In turn-of-the-last-century New York, Dr. John Thackery (Clive Owen) is trying to Have It All -- which in his case means both a successful career as a surgeon and an intravenous drug addiction. But when he suddenly ascends to his former mentor's position and becomes Chief Surgeon at the titular Knickerbocker Hospital, Thackery soon learns that he may have to compromise as to the identity of his own new #2 -- all in a milieu in which medical science is still so much in its infancy that Thackery has not just to invent his own new instruments but physically smelt them himself. And since he's not always fast enough, people are dying around him all the time, generally pretty gruesomely.
When Is It On?
Fridays at 10 PM on Cinemax.
Why Was It Made Now?
The public appetite for period drama on cable TV -- first whetted by Mad Men -- has only continued to grow, leading to award nominations for the likes of Downton Abbey and Boardwalk Empire (and NOT Game Of Thrones because that is not historical, it is just pretend).
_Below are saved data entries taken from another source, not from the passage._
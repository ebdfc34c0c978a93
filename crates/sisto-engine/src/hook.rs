use std::collections::{HashMap, HashSet};
use std::sync::{Arc, Mutex, MutexGuard, PoisonError};
use std::thread::ThreadId;

use crate::activation::{Activation, FrameId};
use crate::condition::ConditionEvaluator;
use crate::event::{Event, EventKind, EventMask, ExceptionInfo};
use crate::session::{CommandProcessor, DebugSession, HookFlow};

/// Bridge between host-runtime instrumentation callbacks and the decision
/// engine.
///
/// The runtime reports every call, return and exception through the adapter
/// (the adapter needs them for its own bookkeeping, whatever the masks say)
/// and consults [`mask`](Self::mask) to decide whether emitting the much
/// more frequent line and instruction events is worth the trouble at all.
pub trait EventHookAdapter<A: Activation> {
    /// Event kinds currently worth emitting for the given activation.
    fn mask(&self, activation: &A) -> EventMask;

    /// Reports that execution reached a new source line.
    fn line(&self, activation: &A) -> HookFlow;

    /// Reports entry into a fresh activation.
    fn call(&self, activation: &A) -> HookFlow;

    /// Reports that an activation is finishing.
    ///
    /// `value` is absent when the activation is exited by an unwinding
    /// exception. Must be reported exactly once per activation, normal or
    /// unwinding exit alike.
    fn returned(&self, activation: &A, value: Option<A::Value>) -> HookFlow;

    /// Reports an exception raised in, or propagating through, an
    /// activation.
    fn exception(&self, activation: &A, info: &ExceptionInfo) -> HookFlow;

    /// Reports that a bytecode instruction is about to execute.
    fn instruction(&self, activation: &A) -> HookFlow;
}

/// Tracks which activations already got a decision for a propagating
/// exception, so one unwind yields one decision per activation no matter
/// how many hops the runtime reports.
#[derive(Default)]
struct UnwindBook {
    by_thread: Mutex<HashMap<ThreadId, (u64, HashSet<FrameId>)>>,
}

impl UnwindBook {
    /// Returns whether this is the first sighting of `exception` in `frame`
    /// on the current thread.
    fn first_decision(&self, exception: u64, frame: FrameId) -> bool {
        let mut book = self
            .by_thread
            .lock()
            .unwrap_or_else(PoisonError::into_inner);

        let (current, decided) = book
            .entry(std::thread::current().id())
            .or_insert_with(|| (exception, HashSet::new()));

        if *current != exception {
            *current = exception;
            decided.clear();
        }

        decided.insert(frame)
    }
}

/// Variant (i): a single uniform hook receiving every event of every live
/// activation.
///
/// Simple and bookkeeping-free, at the price of paying instrumentation
/// overhead even when nothing is of interest; every filter then runs inside
/// the engine. Use [`MaskedHook`] when the host runtime can keep
/// per-code-unit event masks.
pub struct GlobalHook<A: Activation, E: ConditionEvaluator<A>, P> {
    session: Arc<DebugSession<A, E, P>>,
    unwinds: UnwindBook,
}

impl<A, E, P> GlobalHook<A, E, P>
where
    A: Activation,
    E: ConditionEvaluator<A>,
    P: CommandProcessor<A, E>,
{
    /// Creates a fire-everything hook over the given session.
    pub fn new(session: Arc<DebugSession<A, E, P>>) -> Self {
        Self {
            session,
            unwinds: UnwindBook::default(),
        }
    }

    /// The underlying session.
    pub fn session(&self) -> &Arc<DebugSession<A, E, P>> {
        &self.session
    }
}

impl<A, E, P> EventHookAdapter<A> for GlobalHook<A, E, P>
where
    A: Activation,
    E: ConditionEvaluator<A>,
    P: CommandProcessor<A, E>,
{
    fn mask(&self, _activation: &A) -> EventMask {
        EventMask::all()
    }

    fn line(&self, activation: &A) -> HookFlow {
        self.session
            .dispatch(&Event::new(EventKind::Line, activation.clone()))
    }

    fn call(&self, activation: &A) -> HookFlow {
        self.session
            .dispatch(&Event::new(EventKind::Call, activation.clone()))
    }

    fn returned(&self, activation: &A, value: Option<A::Value>) -> HookFlow {
        self.session
            .dispatch(&Event::returning(activation.clone(), value))
    }

    fn exception(&self, activation: &A, info: &ExceptionInfo) -> HookFlow {
        if !self.unwinds.first_decision(info.id, activation.frame_id()) {
            return HookFlow::Continue;
        }

        self.session
            .dispatch(&Event::exception(activation.clone(), info.clone()))
    }

    fn instruction(&self, activation: &A) -> HookFlow {
        self.session
            .dispatch(&Event::new(EventKind::Instruction, activation.clone()))
    }
}

/// Mask installed for a code unit while activations of it are live.
struct Installed {
    mask: EventMask,

    /// Live activations of the code unit, across every thread. The install
    /// is released when the count drains to zero, so recursive or
    /// cross-thread re-entries can neither leak a mask nor clobber each
    /// other's restore.
    live: usize,
}

/// Variant (ii): per-code-unit event masks, narrowed to what is currently
/// relevant.
///
/// Breakpoint interest is recomputed at every activation entry; stepping
/// interest widens the mask of activations a `step` can reach and leaves
/// stepped-over callees uninstrumented. A mask set for a still-live call is
/// released exactly once when that call returns or unwinds.
pub struct MaskedHook<A: Activation, E: ConditionEvaluator<A>, P> {
    session: Arc<DebugSession<A, E, P>>,
    book: Mutex<MaskBook<A::Code>>,
    unwinds: UnwindBook,
}

struct MaskBook<C> {
    installed: HashMap<C, Installed>,

    /// Frame -> code unit whose install that frame's exit releases.
    pending: HashMap<FrameId, C>,
}

impl<A, E, P> MaskedHook<A, E, P>
where
    A: Activation,
    E: ConditionEvaluator<A>,
    P: CommandProcessor<A, E>,
{
    /// Creates a mask-narrowing hook over the given session.
    pub fn new(session: Arc<DebugSession<A, E, P>>) -> Self {
        Self {
            session,
            book: Mutex::new(MaskBook {
                installed: HashMap::new(),
                pending: HashMap::new(),
            }),
            unwinds: UnwindBook::default(),
        }
    }

    /// The underlying session.
    pub fn session(&self) -> &Arc<DebugSession<A, E, P>> {
        &self.session
    }

    fn book(&self) -> MutexGuard<'_, MaskBook<A::Code>> {
        self.book.lock().unwrap_or_else(PoisonError::into_inner)
    }

    /// Full mask an activation deserves right now.
    fn compute(&self, activation: &A) -> EventMask {
        let engine = self.session.engine();

        engine.breakpoint_interest(activation.file(), &activation.code())
            | engine.stepping_interest(activation)
    }

    /// Re-installs a fresh mask for the activation's code unit.
    ///
    /// Called after every dispatched event: a stop may have re-armed the
    /// stepping state, and the installed mask has to follow.
    fn refresh(&self, activation: &A) {
        let mask = self.compute(activation);

        if let Some(installed) = self.book().installed.get_mut(&activation.code()) {
            installed.mask = mask;
        }
    }

    fn dispatch(&self, event: &Event<A>) -> HookFlow {
        let flow = self.session.dispatch(event);
        self.refresh(&event.activation);
        flow
    }
}

impl<A, E, P> EventHookAdapter<A> for MaskedHook<A, E, P>
where
    A: Activation,
    E: ConditionEvaluator<A>,
    P: CommandProcessor<A, E>,
{
    fn mask(&self, activation: &A) -> EventMask {
        self.book()
            .installed
            .get(&activation.code())
            .map_or(EventMask::empty(), |installed| installed.mask)
    }

    fn line(&self, activation: &A) -> HookFlow {
        if !self.mask(activation).selects(EventKind::Line) {
            return HookFlow::Continue;
        }

        self.dispatch(&Event::new(EventKind::Line, activation.clone()))
    }

    fn call(&self, activation: &A) -> HookFlow {
        let mask = self.compute(activation);
        let code = activation.code();

        {
            let mut book = self.book();

            book.installed
                .entry(code.clone())
                .and_modify(|installed| {
                    installed.mask |= mask;
                    installed.live += 1;
                })
                .or_insert(Installed { mask, live: 1 });

            book.pending.insert(activation.frame_id(), code);
        }

        if !self.mask(activation).selects(EventKind::Call) {
            return HookFlow::Continue;
        }

        self.dispatch(&Event::new(EventKind::Call, activation.clone()))
    }

    fn returned(&self, activation: &A, value: Option<A::Value>) -> HookFlow {
        let dispatched = self.mask(activation).selects(EventKind::Return);

        let flow = if dispatched {
            self.dispatch(&Event::returning(activation.clone(), value))
        } else {
            HookFlow::Continue
        };

        // release the install exactly once, dispatched or not
        let mut book = self.book();

        if let Some(code) = book.pending.remove(&activation.frame_id()) {
            if let Some(installed) = book.installed.get_mut(&code) {
                installed.live = installed.live.saturating_sub(1);

                if installed.live == 0 {
                    book.installed.remove(&code);
                }
            }
        }

        flow
    }

    fn exception(&self, activation: &A, info: &ExceptionInfo) -> HookFlow {
        if !self.unwinds.first_decision(info.id, activation.frame_id()) {
            return HookFlow::Continue;
        }

        if !self.mask(activation).selects(EventKind::Exception) {
            return HookFlow::Continue;
        }

        self.dispatch(&Event::exception(activation.clone(), info.clone()))
    }

    fn instruction(&self, activation: &A) -> HookFlow {
        if !self.mask(activation).selects(EventKind::Instruction) {
            return HookFlow::Continue;
        }

        self.dispatch(&Event::new(EventKind::Instruction, activation.clone()))
    }
}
Another factor in its timing is the matter of one of its primary off-camera contributors having sworn off making feature films and apparently sticking to it: see below.
What's Its Pedigree?
Jack Amiel and Michael Begler might not inspire much confidence in their ability to handle this particular material given their writing credits on films like Big Miracle and Raising Helen, and previous TV work on The Tony Danza Show and Malcolm In The Middle. HOWEVER, The Knick boasts as its Executive Producer and sole director one Steven Soderbergh, who is not only an Oscar-winning director (for Traffic) but the GENIUS who brought the world Behind The Candelabra last year and thus a Dealmaker in perpetuity.
...And?
The show pretty much demands the viewer's attention from its first scene after the cold open, in which Thackery's mentor, Dr. Julius Christiansen (Matt Frewer), walks the audience in his operating theatre through his plan for a 100-second Caesarean section on a mother presenting with placenta previa. It turns out that he hasn't worked out all the kinks in his technique, as the mother gushes blood everywhere; though Dr. Christiansen is hopeful when they manage to stop the bleeding, that ends up only being because she's basically run out of blood. Mother and baby both die, and Dr. Christiansen reacts poorly -- which one supposes he's entitled to do once we learn that this is the twelfth time he's tried the procedure, with a success rate of 0%.
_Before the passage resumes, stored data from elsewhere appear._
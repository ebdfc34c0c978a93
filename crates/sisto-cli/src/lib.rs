//! Crate implementing the CLI commands.

mod cli;
mod config;
mod demos;
mod repl;
mod resolve;
mod run;

pub use self::cli::{CliAction, CliOpts};
pub use self::config::{BreakDirective, DebugScript};
pub use self::demos::{demo_names, demo_program};
pub use self::repl::InteractiveProcessor;
pub use self::resolve::resolve_location;
pub use self::run::evaluate_run;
The gore is hard to watch (and that opening scene is not the worst of it), but it's not gratuitous. If you've watched Manhattan, you've seen John Benjamin Hickey's continual insistence to the members of his team -- a bunch of theoretical physicists accustomed to working out problems in the abstract -- that there is actual urgency here, in that hundreds of American soldiers are being killed every day and their work, if they do it right, could stop the war. Similarly, the blood on The Knick -- and the surgeons' flummoxed or terrified reactions to the various crazy shit the human body can get up to make it clear to the viewer how important it is that an innovator like Thackery be supported in his research and experimentation: because he's figuring shit out that could stop his patients from dying in a matter of hours. Is Thackery a privileged prick about the prospect of integrating the hospital with the addition of African-American surgeon Algernon Edwards (André Holland)? Oh yeah -- a huge one. But by the end of the episode even Edwards is willing to overlook Thackery's deficits as a human being if it means staying on and learning everything he can from him, and it doesn't just feel like he says it because the plot needs him to, as we see a thing Thackery invented one day saving a man's life the next.
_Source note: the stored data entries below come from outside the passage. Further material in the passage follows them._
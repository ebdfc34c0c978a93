use bitflags::bitflags;

use crate::activation::Activation;

/// Kind of execution event reported by the instrumented runtime.
#[derive(Clone, Copy, Debug, PartialEq, Eq, Hash)]
pub enum EventKind {
    /// Execution reached a new source line.
    Line,

    /// A new activation was entered.
    Call,

    /// An activation is finishing (normally or by unwinding).
    Return,

    /// An exception was raised in, or is propagating through, an activation.
    Exception,

    /// A single bytecode instruction is about to execute.
    Instruction,
}

bitflags! {
    /// Set of event kinds a hook or the engine is interested in.
    #[derive(Clone, Copy, Debug, PartialEq, Eq)]
    pub struct EventMask: u8 {
        /// Line events.
        const LINE = 1 << 0;
        /// Call events.
        const CALL = 1 << 1;
        /// Return events.
        const RETURN = 1 << 2;
        /// Exception events.
        const EXCEPTION = 1 << 3;
        /// Per-instruction events.
        const INSTRUCTION = 1 << 4;
    }
}

impl EventMask {
    /// Events relevant while a stepping command is armed.
    pub const STEPPING: Self = Self::LINE
        .union(Self::CALL)
        .union(Self::RETURN)
        .union(Self::EXCEPTION);

    /// Returns whether the mask selects the given event kind.
    #[must_use]
    pub fn selects(self, kind: EventKind) -> bool {
        self.contains(kind.into())
    }
}

impl From<EventKind> for EventMask {
    fn from(kind: EventKind) -> Self {
        match kind {
            EventKind::Line => Self::LINE,
            EventKind::Call => Self::CALL,
            EventKind::Return => Self::RETURN,
            EventKind::Exception => Self::EXCEPTION,
            EventKind::Instruction => Self::INSTRUCTION,
        }
    }
}

/// Exception raised within the debuggee.
///
/// The identity is assigned by the runtime when the exception is created and
/// stays stable while it propagates, so that adapters can tell a new
/// exception apart from another hop of the same unwind.
#[derive(Clone, Debug, PartialEq, Eq)]
pub struct ExceptionInfo {
    /// Runtime-assigned identity of this exception.
    pub id: u64,

    /// Human-readable description.
    pub message: String,
}

/// Payload attached to return and exception events.
#[derive(Clone, Debug)]
pub enum EventPayload<V> {
    /// Value returned by the finishing activation.
    ///
    /// `None` when the activation is exited by an unwinding exception.
    Return(Option<V>),

    /// Exception being raised or propagated.
    Exception(ExceptionInfo),
}

/// One execution event, as fed to the stop-decision engine.
///
/// Return events are reported *before* the activation is popped: the
/// attached activation is the one finishing, and its payload carries the
/// value it returns.
#[derive(Clone, Debug)]
pub struct Event<A: Activation> {
    /// Kind of the event.
    pub kind: EventKind,

    /// Activation the event occurred in.
    pub activation: A,

    /// Optional payload (return value or exception info).
    pub payload: Option<EventPayload<A::Value>>,
}

impl<A: Activation> Event<A> {
    /// Creates a payload-less event.
    pub fn new(kind: EventKind, activation: A) -> Self {
        Self {
            kind,
            activation,
            payload: None,
        }
    }

    /// Creates a return event carrying the returned value.
    pub fn returning(activation: A, value: Option<A::Value>) -> Self {
        Self {
            kind: EventKind::Return,
            activation,
            payload: Some(EventPayload::Return(value)),
        }
    }

    /// Creates an exception event.
    pub fn exception(activation: A, info: ExceptionInfo) -> Self {
        Self {
            kind: EventKind::Exception,
            activation,
            payload: Some(EventPayload::Exception(info)),
        }
    }
}

#[cfg(test)]
mod tests {
    use super::{EventKind, EventMask};

    #[test]
    fn mask_selects_its_kinds() {
        let mask = EventMask::LINE | EventMask::RETURN;

        assert!(mask.selects(EventKind::Line));
        assert!(mask.selects(EventKind::Return));
        assert!(!mask.selects(EventKind::Call));
        assert!(!mask.selects(EventKind::Instruction));
    }

    #[test]
    fn stepping_mask_excludes_instructions() {
        assert!(EventMask::STEPPING.selects(EventKind::Line));
        assert!(EventMask::STEPPING.selects(EventKind::Exception));
        assert!(!EventMask::STEPPING.selects(EventKind::Instruction));
    }
}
Anyway, medical procedurals always have drama built in -- it's why there are so many of them. But this one demonstrates how far medical science has come since 1900 (your surgeon today does more than just dip his beard in a basin of water, for instance), and reminds us of how much more there is yet to learn. I mean, honestly. It's kind of shocking any of us meatbags even manages to walk around on a day-to-day basis.
...But?
Well, I mentioned Thackery's drug habit, which feels kind of expected. We can already see he's a single male workaholic; there are plenty of ways men can destroy themselves without involving boring old drugs. But Thackery IS on drugs, which is why the cold open finds us looking at his shoes for about fifteen seconds, before a young girl wearing an open peignoir and nothing else walks into the frame, because he's in an opium den/brothel. There may have been a time when a pay-cable drama showed me some poor girl's boobs and merkin in less time, but none that I can think of offhand. Get some new ideas about what makes you "edgy," producers; we're all sick of that one.
...So?
You don't even know if you get Cinemax, probably? But this show makes it worth finding out, and remedying the situation if you don't.